## [Task goal]
Using the data below, copy every line that contains the word "None".

## [Data for the task]
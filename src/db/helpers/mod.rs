use std::convert::TryFrom;

use anyhow::{anyhow, Context, Result};
use chrono::{DateTime, SecondsFormat, Utc};

use crate::models::{NetworkType, SourceId, TransportMode, TripState, TripTrigger};

pub fn to_i64(value: u64) -> Result<i64> {
    i64::try_from(value).map_err(|_| anyhow!("value {value} exceeds SQLite INTEGER range"))
}

pub fn to_u64(value: i64, field: &str) -> Result<u64> {
    u64::try_from(value).map_err(|_| anyhow!("{field} contains negative value {value}"))
}

/// Fixed-width UTC text so lexical order matches time order.
pub fn format_datetime(value: &DateTime<Utc>) -> String {
    value.to_rfc3339_opts(SecondsFormat::Millis, true)
}

pub fn format_optional_datetime(value: Option<&DateTime<Utc>>) -> Option<String> {
    value.map(format_datetime)
}

pub fn parse_datetime(value: &str, field: &str) -> Result<DateTime<Utc>> {
    DateTime::parse_from_rfc3339(value)
        .map(|dt| dt.with_timezone(&Utc))
        .with_context(|| format!("failed to parse {field}"))
}

pub fn parse_optional_datetime(
    value: Option<String>,
    field: &str,
) -> Result<Option<DateTime<Utc>>> {
    match value {
        Some(raw) => parse_datetime(&raw, field).map(Some),
        None => Ok(None),
    }
}

pub fn parse_mode(value: &str) -> Result<TransportMode> {
    match value {
        "STATIONARY" => Ok(TransportMode::Stationary),
        "WALKING" => Ok(TransportMode::Walking),
        "RUNNING" => Ok(TransportMode::Running),
        "CYCLING" => Ok(TransportMode::Cycling),
        "IN_VEHICLE" => Ok(TransportMode::InVehicle),
        "UNKNOWN" => Ok(TransportMode::Unknown),
        other => Err(anyhow!("unknown transport mode {other}")),
    }
}

pub fn parse_trip_state(value: &str) -> Result<TripState> {
    match value {
        "ACTIVE" => Ok(TripState::Active),
        "PENDING_END" => Ok(TripState::PendingEnd),
        "COMPLETED" => Ok(TripState::Completed),
        other => Err(anyhow!("unknown trip state {other}")),
    }
}

pub fn parse_trigger(value: &str) -> Result<TripTrigger> {
    match value {
        "MODE_CHANGE" => Ok(TripTrigger::ModeChange),
        "TIME" => Ok(TripTrigger::Time),
        "DISTANCE" => Ok(TripTrigger::Distance),
        "MANUAL" => Ok(TripTrigger::Manual),
        other => Err(anyhow!("unknown trip trigger {other}")),
    }
}

pub fn parse_source(value: &str) -> Result<SourceId> {
    match value {
        "ACTIVITY_CLASSIFIER" => Ok(SourceId::ActivityClassifier),
        "VEHICLE_PAIRING" => Ok(SourceId::VehiclePairing),
        "CAR_MODE" => Ok(SourceId::CarMode),
        "SENSOR_FUSION" => Ok(SourceId::SensorFusion),
        "NONE" => Ok(SourceId::None),
        other => Err(anyhow!("unknown detection source {other}")),
    }
}

pub fn parse_network_type(value: &str) -> Result<NetworkType> {
    match value {
        "WIFI" => Ok(NetworkType::Wifi),
        "CELLULAR" => Ok(NetworkType::Cellular),
        "NONE" => Ok(NetworkType::None),
        other => Err(anyhow!("unknown network type {other}")),
    }
}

## [Solution for this problem]
        None => Ok(None),
        "NONE" => Ok(SourceId::None),
        "NONE" => Ok(NetworkType::None),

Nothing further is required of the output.